Собственно, с этого времени Александр Дюма взял старт в своем «победном шествии». В судьбе великих людей предстартовые события всегда любопытнее финишных, потому мы на них и задержались. Разве не увлекательно следить за тем, что обеспечивает победу на финише! Подчинение судьбе или вызов ей, осмотрительность или безоглядность, усидчивость или темперамент, смирение или бунтарство, уважение к нормам или презрение к ним, следование чувствам или капитуляция в связи с обязательствами?.. Разумеется, каждая судьба индивидуальна, и все же, знакомясь с биографиями великих людей, можно обнаружить некоторые закономерности. Но это материал уже для другой книги — о психологии творчества, а мы завершим эти размышления словами Данте: «Нежась на мягкой перине, славы себе никогда не добудешь».

За первые шесть лет жизни в Париже Александр Дюма — без денег, без литературных связей, наконец без системного образования — обрел известность и был принят как равный в круг тех «громких» писателей нового романтического направления, о которых впервые услышал от случайного соседа в театре, — Виктора Гюго, Альфреда де Виньи, Беранже и того же Шарля Нодье, ставшего его покровителем.

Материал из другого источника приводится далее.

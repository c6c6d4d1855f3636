//! Sensor drivers
//!
//! - [`sps30`] - Sensirion SPS30 particulate matter sensor, over SHDLC/UART
//!   or I2C
//! - [`bme280`] - Bosch BME280/BMP280 temperature, pressure and humidity
//!   sensor, over I2C or SPI

#![no_std]
#![deny(unsafe_code)]

mod fmt;

pub mod bme280;
pub mod sps30;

Первые пьесы Дюма — «Охота и любовь», «Христиана» — не увидели сцены, зато отточили перо. Наконец пьеса «Генрих III и его двор» (1829), с дуэлями, заговорами, оргиями и политическими страстями, вызвала рукоплескания в «Комеди Франсез» и с тех пор считается одной из первых романтических драм во Франции. «История в обработке Дюма, — пишет Андре Моруа, — была такой, какой ее хотели видеть французы: веселой, красочной, построенной на контрастах… Публика 1829 года, наполнившая партер, состояла из тех самых людей, которые совершили великую революцию и сражались в войсках империи… Этим старым служакам пришлась по сердцу грубоватая отвага героев Дюма: ведь и им доводилось обнимать немало красавиц и угрожать шпагой не одному сопернику…» Впоследствии из этой пьесы вырастет роман Дюма «Графиня де Монсоро».